The addition of a Delaware-chartered limited purpose trust company
with its sole office in Delaware through the establishment of The Glenmede Trust
Company of Delaware is a natural extension of Glenmede's business plan to
provide a full suite of highly tailored, sophisticated fiduciary and investment
services for affluent individuals and families, trusts and charitable entities who
have chosen to have their financial affairs administered in Delaware. Glenmede
already has a highly experienced management team with a proven track record of
delivering the highest level of client service, deep industry knowledge and prudent
oversight of the fiduciary and risk functions of a well-managed trust company.
Additionally, Glenmede has, and the proposed limited purpose trust company will
also have, a comprehensive risk management oversight program that covers all key
areas of risk including compliance, operational, reputational and strategic.
Additional oversight will be provided through governance processes of affiliates
that will be available to the proposed limited purpose trust company through
shared services agreements with its affiliates.
7
The Glenmede Trust Company of Delaware will be led by a five-
person Board of Directors, two of whom are not active officers or employees of the
proposed limited purpose trust company or its affiliates, and all of whom have
years of experience in trust administration, wealth planning, law and the prudent
operation of a regulated financial services company.
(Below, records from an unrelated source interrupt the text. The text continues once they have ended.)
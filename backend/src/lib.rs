//! # School Scheduling Backend
//!
//! Class schedule (timetable) management for a school: recurring weekly
//! sessions that bind a class room, a subject and a teacher to a weekday and
//! time range within an academic term.
//!
//! ## Features
//!
//! - **Conflict checking**: detect teacher and class room double bookings
//!   before a schedule is stored, with skip / allow-overlap policies
//! - **Schedule workflow**: create, update, logical delete, bulk create, search
//! - **Reporting**: timetables, statistics, availability and free periods
//! - **Persistence**: in-memory or PostgreSQL (Diesel) repositories
//! - **HTTP API**: RESTful endpoints via Axum
//!
//! ## Architecture
//!
//! - [`models`]: Identifiers, time ranges, schedule records and directory entities
//! - [`scheduler`]: Pure conflict detection and free-period computation
//! - [`db`]: Repository traits, implementations and factory
//! - [`services`]: The schedule workflow and reports
//! - [`config`]: Scheduling policy and server settings from the environment
//! - [`api`]: Flat re-export of the types used on the wire
//! - [`http`]: Axum-based HTTP server and request handlers

// Allow large error types - RepositoryError contains rich context for debugging
#![allow(clippy::result_large_err)]

pub mod api;
pub mod config;
pub mod db;
pub mod models;
pub mod scheduler;
pub mod services;

#[cfg(feature = "http-server")]
pub mod http;
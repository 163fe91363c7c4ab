pub mod macros;
pub mod schedule;
pub mod time;

pub use schedule::*;
pub use time::*;
impl LocalData {
    fn insert_schedule(&mut self, draft: &ScheduleDraft) -> ScheduleRecord {
        let id = ScheduleId(self.next_schedule_id);
        self.next_schedule_id += 1;

        let record = ScheduleRecord {
            id,
            class_room_id: draft.class_room_id,
            subject_id: draft.subject_id,
            teacher_id: draft.teacher_id,
            range: draft.range.clone(),
            is_active: draft.is_active,
            notes: draft.notes.clone(),
            created_at: Utc::now(),
            updated_at: None,
        };
        self.schedules.insert(id, record.clone());
        record
    }
}

impl LocalRepository {
    /// Create a new empty local repository.
    pub fn new() -> Self {
        Self {
            data: Arc::new(RwLock::new(LocalData::default())),
        }
    }

    /// Set the health status for testing connection failures.
    pub fn set_healthy(&self, healthy: bool) {
        self.data.write().is_healthy = healthy;
    }

    /// Clear all data, keeping the health flag.
    pub fn clear(&self) {
        let mut data = self.data.write();
        *data = LocalData {
            is_healthy: data.is_healthy,
            ..Default::default()
        };
    }

    /// Number of schedules stored, active or not.
    pub fn schedule_count(&self) -> usize {
        self.data.read().schedules.len()
    }

    fn check_health(&self) -> RepositoryResult<()> {
        if !self.data.read().is_healthy {
            return Err(RepositoryError::connection("Database is not healthy"));
        }
        Ok(())
    }
}

impl Default for LocalRepository {
    fn default() -> Self {
        Self::new()
    }
}

/// Mirrors the `CHECK (start_time < end_time)` of the SQL schema.
fn check_draft(operation: &str, draft: &ScheduleDraft) -> RepositoryResult<()> {
    if !draft.range.is_well_formed() {
        return Err(RepositoryError::ValidationError {
            message: format!(
                "Schedule range {} has start >= end",
                draft.range.label()
            ),
            context: ErrorContext::new(operation).with_entity("schedule"),
        });
    }
    Ok(())
}
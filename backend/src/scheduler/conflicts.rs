//! Schedule conflict detection.
//!
//! Everything here is a pure function over values the caller already
//! fetched; nothing reads the repository or the clock.

use serde::{Deserialize, Serialize};
use std::fmt;

use crate::models::{Schedulable, ScheduleId, ScheduleRecord, TimeRange};

#[derive(Debug, Copy, Clone, PartialEq, Eq, Hash, Serialize, Deserialize)]
#[serde(rename_all = "SCREAMING_SNAKE_CASE")]
pub enum ConflictKind {
    TeacherConflict,
    ClassroomConflict,
}

impl ConflictKind {
    pub fn as_str(self) -> &'static str {
        match self {
            ConflictKind::TeacherConflict => "TEACHER_CONFLICT",
            ConflictKind::ClassroomConflict => "CLASSROOM_CONFLICT",
        }
    }
}

impl fmt::Display for ConflictKind {
    fn fmt(&self, f: &mut fmt::Formatter<'_>) -> fmt::Result {
        f.write_str(self.as_str())
    }
}

/// A candidate colliding with one existing schedule.
#[derive(Debug, Clone, PartialEq, Serialize, Deserialize)]
pub struct Conflict {
    pub kind: ConflictKind,
    pub existing_schedule_id: ScheduleId,
    /// The part of the candidate's range that the existing schedule occupies.
    pub overlap_range: TimeRange,
}

/// Two stored schedules colliding with each other.
#[derive(Debug, Clone, PartialEq, Serialize, Deserialize)]
pub struct ExistingConflict {
    pub kind: ConflictKind,
    pub first_schedule_id: ScheduleId,
    pub second_schedule_id: ScheduleId,
    pub overlap_range: TimeRange,
}

/// Find every active schedule in `existing` that collides with `candidate`.
///
/// The record whose id equals `exclude_id` is skipped, so an edited schedule
/// does not collide with its own stored version. A single existing record
/// can produce a teacher conflict and a classroom conflict; the teacher
/// conflict is listed first. Results follow the order of `existing`.
pub fn find_conflicts<C: Schedulable + ?Sized>(
    candidate: &C,
    existing: &[ScheduleRecord],
    exclude_id: Option<ScheduleId>,
) -> Vec<Conflict> {
    let mut conflicts = Vec::new();

    for record in existing {
        if Some(record.id) == exclude_id || !record.is_active {
            continue;
        }
        let Some(overlap_range) = candidate.range().intersection(&record.range) else {
            continue;
        };

        if record.teacher_id == candidate.teacher_id() {
            conflicts.push(Conflict {
                kind: ConflictKind::TeacherConflict,
                existing_schedule_id: record.id,
                overlap_range: overlap_range.clone(),
            });
        }
        if record.class_room_id == candidate.class_room_id() {
            conflicts.push(Conflict {
                kind: ConflictKind::ClassroomConflict,
                existing_schedule_id: record.id,
                overlap_range,
            });
        }
    }

    conflicts
}

/// Pairwise scan of already stored schedules for double bookings.
///
/// Inactive records are ignored. Each colliding pair `(i, j)` with `i < j`
/// is reported once per kind.
pub fn detect_existing_conflicts(records: &[ScheduleRecord]) -> Vec<ExistingConflict> {
    let active: Vec<&ScheduleRecord> = records.iter().filter(|r| r.is_active).collect();
    let mut conflicts = Vec::new();

    for (i, first) in active.iter().enumerate() {
        for second in &active[i + 1..] {
            let Some(overlap_range) = first.range.intersection(&second.range) else {
                continue;
            };

            if first.teacher_id == second.teacher_id {
                conflicts.push(ExistingConflict {
                    kind: ConflictKind::TeacherConflict,
                    first_schedule_id: first.id,
                    second_schedule_id: second.id,
                    overlap_range: overlap_range.clone(),
                });
            }
            if first.class_room_id == second.class_room_id {
                conflicts.push(ExistingConflict {
                    kind: ConflictKind::ClassroomConflict,
                    first_schedule_id: first.id,
                    second_schedule_id: second.id,
                    overlap_range,
                });
            }
        }
    }

    conflicts
}
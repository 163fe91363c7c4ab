//! Conflict reporting: runs the pure checker against a term snapshot and
//! dresses the results with directory names for people to read.

use log::{debug, info};
use serde::{Deserialize, Serialize};
use std::collections::HashMap;

use super::error::{or_not_found, ScheduleError, ScheduleResult};
use super::schedules::{validate_draft, CreateScheduleRequest, UpdateScheduleRequest};
use crate::db::{FullRepository, ScheduleQuery};
use crate::models::{
    AcademicTerm, ClassRoomId, ScheduleDraft, ScheduleId, ScheduleRecord, SubjectId, TeacherId,
};
use crate::scheduler::{detect_existing_conflicts, find_conflicts, Conflict, ConflictKind, ExistingConflict};

/// A [`Conflict`] with the colliding entity named and a readable message.
#[derive(Debug, Clone, PartialEq, Serialize, Deserialize)]
pub struct ConflictDetail {
    #[serde(flatten)]
    pub conflict: Conflict,
    /// Teacher full name or class room name, depending on the kind.
    pub conflicting_entity: String,
    pub message: String,
}

/// Two stored schedules of one term colliding with each other.
#[derive(Debug, Clone, PartialEq, Serialize, Deserialize)]
pub struct TermConflictDetail {
    #[serde(flatten)]
    pub conflict: ExistingConflict,
    pub conflicting_entity: String,
    pub message: String,
}

/// Memoized directory lookups for one report.
///
/// Records pointing at directory entries that no longer exist are reported
/// by id instead of failing the whole report.
pub(crate) struct DirectoryNames<'a, R: ?Sized> {
    repo: &'a R,
    class_rooms: HashMap<ClassRoomId, String>,
    subjects: HashMap<SubjectId, String>,
    teachers: HashMap<TeacherId, String>,
}

impl<'a, R: FullRepository + ?Sized> DirectoryNames<'a, R> {
    pub(crate) fn new(repo: &'a R) -> Self {
        Self {
            repo,
            class_rooms: HashMap::new(),
            subjects: HashMap::new(),
            teachers: HashMap::new(),
        }
    }

    pub(crate) async fn class_room(&mut self, id: ClassRoomId) -> ScheduleResult<String> {
        if let Some(name) = self.class_rooms.get(&id) {
            return Ok(name.clone());
        }
        let name = match self.repo.get_class_room(id).await {
            Ok(room) => room.name,
            Err(e) if e.is_not_found() => format!("class room #{}", id),
            Err(e) => return Err(e.into()),
        };
        self.class_rooms.insert(id, name.clone());
        Ok(name)
    }

    pub(crate) async fn subject(&mut self, id: SubjectId) -> ScheduleResult<String> {
        if let Some(name) = self.subjects.get(&id) {
            return Ok(name.clone());
        }
        let name = match self.repo.get_subject(id).await {
            Ok(subject) => subject.name,
            Err(e) if e.is_not_found() => format!("subject #{}", id),
            Err(e) => return Err(e.into()),
        };
        self.subjects.insert(id, name.clone());
        Ok(name)
    }

    pub(crate) async fn teacher(&mut self, id: TeacherId) -> ScheduleResult<String> {
        if let Some(name) = self.teachers.get(&id) {
            return Ok(name.clone());
        }
        let name = match self.repo.get_teacher(id).await {
            Ok(teacher) => teacher.full_name(),
            Err(e) if e.is_not_found() => format!("teacher #{}", id),
            Err(e) => return Err(e.into()),
        };
        self.teachers.insert(id, name.clone());
        Ok(name)
    }
}

fn slot_text(record: &ScheduleRecord) -> String {
    format!(
        "from {}-{} on {}",
        record.start_time().format("%H:%M"),
        record.end_time().format("%H:%M"),
        record.day_of_week()
    )
}

/// Attach names and messages to checker output.
///
/// Every conflict must point at a record of `snapshot`.
pub(crate) async fn describe_conflicts<R: FullRepository + ?Sized>(
    repo: &R,
    conflicts: Vec<Conflict>,
    snapshot: &[ScheduleRecord],
) -> ScheduleResult<Vec<ConflictDetail>> {
    let by_id: HashMap<ScheduleId, &ScheduleRecord> =
        snapshot.iter().map(|r| (r.id, r)).collect();
    let mut names = DirectoryNames::new(repo);
    let mut details = Vec::with_capacity(conflicts.len());

    for conflict in conflicts {
        let existing = by_id.get(&conflict.existing_schedule_id).ok_or_else(|| {
            ScheduleError::not_found("Schedule", conflict.existing_schedule_id.value())
        })?;

        let (conflicting_entity, message) = match conflict.kind {
            ConflictKind::TeacherConflict => {
                let teacher = names.teacher(existing.teacher_id).await?;
                let room = names.class_room(existing.class_room_id).await?;
                let message = format!(
                    "Teacher {} already has a class in classroom {} {}",
                    teacher,
                    room,
                    slot_text(existing)
                );
                (teacher, message)
            }
            ConflictKind::ClassroomConflict => {
                let room = names.class_room(existing.class_room_id).await?;
                let subject = names.subject(existing.subject_id).await?;
                let message = format!(
                    "Classroom {} is already occupied by {} {}",
                    room,
                    subject,
                    slot_text(existing)
                );
                (room, message)
            }
        };

        details.push(ConflictDetail {
            conflict,
            conflicting_entity,
            message,
        });
    }

    Ok(details)
}

/// Active schedules of `term`: the snapshot conflict checks run against.
pub(crate) async fn term_snapshot<R: FullRepository + ?Sized>(
    repo: &R,
    term: &AcademicTerm,
) -> ScheduleResult<Vec<ScheduleRecord>> {
    Ok(repo
        .list_schedules_for_term(term, &ScheduleQuery::active())
        .await?)
}

async fn conflicts_for_draft<R: FullRepository + ?Sized>(
    repo: &R,
    draft: &ScheduleDraft,
    exclude_id: Option<ScheduleId>,
) -> ScheduleResult<Vec<ConflictDetail>> {
    validate_draft(draft)?;
    let snapshot = term_snapshot(repo, &draft.range.term).await?;
    let conflicts = find_conflicts(draft, &snapshot, exclude_id);
    debug!(
        "Checked draft against {} schedules of {}: {} conflicts",
        snapshot.len(),
        draft.range.term,
        conflicts.len()
    );
    describe_conflicts(repo, conflicts, &snapshot).await
}

/// Dry-run conflict check for a prospective schedule. Nothing is stored.
///
/// `exclude_id` skips one stored schedule, typically the one being edited.
pub async fn check_conflicts<R: FullRepository + ?Sized>(
    repo: &R,
    request: &CreateScheduleRequest,
    exclude_id: Option<ScheduleId>,
) -> ScheduleResult<Vec<ConflictDetail>> {
    info!("Checking schedule conflicts for new schedule");
    conflicts_for_draft(repo, &request.to_draft(), exclude_id).await
}

/// Dry-run conflict check for an edit of schedule `id`.
///
/// The edit is merged over the stored record and the record's own stored
/// version is never reported.
pub async fn check_update_conflicts<R: FullRepository + ?Sized>(
    repo: &R,
    id: ScheduleId,
    request: &UpdateScheduleRequest,
) -> ScheduleResult<Vec<ConflictDetail>> {
    info!("Checking schedule conflicts for schedule update: {}", id);
    let current = repo
        .get_schedule(id)
        .await
        .map_err(or_not_found("Schedule", id.value()))?;
    let draft = request.merge_over(&current);
    conflicts_for_draft(repo, &draft, Some(id)).await
}

/// Every pair of active schedules of `term` that already collide.
pub async fn detect_term_conflicts<R: FullRepository + ?Sized>(
    repo: &R,
    term: &AcademicTerm,
) -> ScheduleResult<Vec<TermConflictDetail>> {
    info!("Detecting existing conflicts for period: {}", term);
    term.validate().map_err(ScheduleError::Validation)?;

    let snapshot = term_snapshot(repo, term).await?;
    let by_id: HashMap<ScheduleId, &ScheduleRecord> =
        snapshot.iter().map(|r| (r.id, r)).collect();
    let mut names = DirectoryNames::new(repo);
    let mut details = Vec::new();

    for conflict in detect_existing_conflicts(&snapshot) {
        let Some(second) = by_id.get(&conflict.second_schedule_id) else {
            continue;
        };
        let (conflicting_entity, message) = match conflict.kind {
            ConflictKind::TeacherConflict => {
                let teacher = names.teacher(second.teacher_id).await?;
                let message = format!(
                    "Teacher {} has conflicting schedules {} and {} {}",
                    teacher,
                    conflict.first_schedule_id,
                    conflict.second_schedule_id,
                    slot_text(second)
                );
                (teacher, message)
            }
            ConflictKind::ClassroomConflict => {
                let room = names.class_room(second.class_room_id).await?;
                let message = format!(
                    "Classroom {} has conflicting schedules {} and {} {}",
                    room,
                    conflict.first_schedule_id,
                    conflict.second_schedule_id,
                    slot_text(second)
                );
                (room, message)
            }
        };
        details.push(TermConflictDetail {
            conflict,
            conflicting_entity,
            message,
        });
    }

    Ok(details)
}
The financial statements of Glenmede are reported on a consolidated
basis. The financial history of Glenmede and its affiliates is strong. Glenmede
consistently generates positive earnings and maintains an operating margin that
allows the company to continue to generate profits during periods of market
volatility. Glenmede has also historically maintained a strong balance sheet with
significant liquid assets and very little debt, both of which are further sources of
strength in economic downturns. As of July 31, 2020, stockholders’ equity totaled
approximately $190 million.
For more comprehensive financial information on The Glenmede
Corporation and its affiliates, I refer you to the audited financial statements for the
years ended December 31, 2019 and December 31, 2018 (which also contains the
audited financial information for the 2017 fiscal year). Each of these is attached as
Exhibit 11 to the Confidential Volume of the Application. This information
demonstrates the financial strength and fiscally conservative values of The
Glenmede Corporation and its affiliates.
8
In conclusion, I believe the formation of the limited purpose trust
company will benefit the convenience and needs of the public and the State of
Delaware. I wish to thank you for the opportunity to speak today in support of the
Application for a Certificate of Public Convenience and Advantage with respect to
the proposed formation of The Glenmede Trust Company of Delaware.
1
STATEMENT OF JOHN F. MCCABE, IV
BEFORE ROBERT A. GLEN,
DELAWARE STATE BANK COMMISSIONER
SEPTEMBER 9, 2020
Good afternoon, Mr. Commissioner. My name is John McCabe. I
would first like to thank you for the opportunity to speak today in support of the
Application for a Certificate of Public Convenience and Advantage that has been
submitted to you with respect to the proposed formation of The Glenmede Trust
Company of Delaware as a Delaware limited purpose trust company.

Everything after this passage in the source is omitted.